Data listing —
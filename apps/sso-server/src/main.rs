//! SSO server binary: loads configuration, wires the collaborator plugins
//! into the engine and serves HTTP until interrupted.

mod config;
mod logging;

use std::path::PathBuf;
use std::sync::Arc;

use anyhow::Context;
use clap::Parser;
use mimalloc::MiMalloc;
use sso_engine::domain::clock::SystemClock;
use sso_engine::{Collaborators, SsoEngine};
use sso_engine_sdk::AupPluginClient;
use tokio_util::sync::CancellationToken;
use tracing::{info, warn};

use crate::config::AppConfig;

#[global_allocator]
static GLOBAL: MiMalloc = MiMalloc;

/// Ticket-based single sign-on server
#[derive(Parser, Debug)]
#[command(name = "sso-server")]
#[command(version, about, long_about = None)]
struct Args {
    /// Path to the YAML configuration file
    #[arg(short, long, env = "SSO_CONFIG")]
    config: Option<PathBuf>,

    /// Print the effective configuration (secrets redacted) and exit
    #[arg(long)]
    print_config: bool,

    /// Validate the configuration and exit
    #[arg(long)]
    check: bool,
}

fn collaborators(cfg: &AppConfig) -> anyhow::Result<Collaborators> {
    let static_plugin = Arc::new(static_sso_plugin::Service::from_config(&cfg.plugins.static_sso));

    let aup: Option<Arc<dyn AupPluginClient>> = match &cfg.plugins.rest_aup {
        Some(rest) => {
            info!(base_url = %rest.base_url, "Usage policy delegated to REST service");
            let service = rest_aup_plugin::Service::from_config(rest)
                .context("invalid rest_aup plugin config")?;
            Some(Arc::new(service))
        }
        None if static_plugin.aup_enabled() => Some(static_plugin.clone()),
        None => None,
    };

    Ok(Collaborators {
        credentials: static_plugin.clone(),
        second_factor: static_plugin.clone(),
        aup,
        surrogates: static_plugin,
    })
}

fn build_engine(cfg: &AppConfig) -> anyhow::Result<Arc<SsoEngine>> {
    if cfg.plugins.static_sso.users.is_empty() {
        warn!("No users configured; every login will fail");
    }
    SsoEngine::new(
        cfg.engine.clone(),
        collaborators(cfg)?,
        Arc::new(SystemClock),
    )
}

#[tokio::main]
async fn main() -> anyhow::Result<()> {
    let args = Args::parse();
    let cfg = AppConfig::load(args.config.as_deref())?;

    if args.print_config {
        println!("{}", serde_json::to_string_pretty(&cfg)?);
        return Ok(());
    }

    logging::init(&cfg.logging)?;

    let engine = build_engine(&cfg)?;
    if args.check {
        info!("Configuration is valid");
        return Ok(());
    }

    let cancel = CancellationToken::new();
    {
        let cancel = cancel.clone();
        tokio::spawn(async move {
            match tokio::signal::ctrl_c().await {
                Ok(()) => info!("Shutdown signal received"),
                Err(e) => warn!(error = %e, "Failed to listen for shutdown signal"),
            }
            cancel.cancel();
        });
    }

    let reclaimer = engine.spawn_reclaimer(cancel.clone());
    let result = engine.serve(cfg.server.bind_addr, cancel.clone()).await;
    cancel.cancel();
    if let Some(handle) = reclaimer
        && let Err(e) = handle.await
    {
        warn!(error = %e, "Ticket reclaimer task failed");
    }
    result
}

#[cfg(test)]
#[cfg_attr(coverage_nightly, coverage(off))]
mod tests {
    use std::io::Write;

    use super::*;

    #[test]
    fn sample_config_builds_an_engine() {
        let path = PathBuf::from(env!("CARGO_MANIFEST_DIR")).join("config/sso.yaml");
        let cfg = AppConfig::load(Some(&path)).unwrap();
        let engine = build_engine(&cfg).unwrap();
        assert!(!engine.services().is_empty());
    }

    #[test]
    fn rest_aup_replaces_static_store() {
        let mut file = tempfile::Builder::new().suffix(".yaml").tempfile().unwrap();
        file.write_all(
            b"plugins:\n  static:\n    aup:\n      enabled: false\n  rest_aup:\n    base_url: \"http://127.0.0.1:5544/aup\"\n",
        )
        .unwrap();
        let cfg = AppConfig::load(Some(file.path())).unwrap();
        assert!(collaborators(&cfg).unwrap().aup.is_some());
    }

    #[test]
    fn rejects_bad_service_pattern() {
        let mut file = tempfile::Builder::new().suffix(".yaml").tempfile().unwrap();
        file.write_all(
            b"engine:\n  services:\n    - id: 1\n      name: broken\n      service_id: \"(unclosed\"\n",
        )
        .unwrap();
        let cfg = AppConfig::load(Some(file.path())).unwrap();
        assert!(build_engine(&cfg).is_err());
    }
}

Exercise details —
Nothing but a number is expected: the count of lines in the data that include the word "SsoEngine".

Response to this task —
3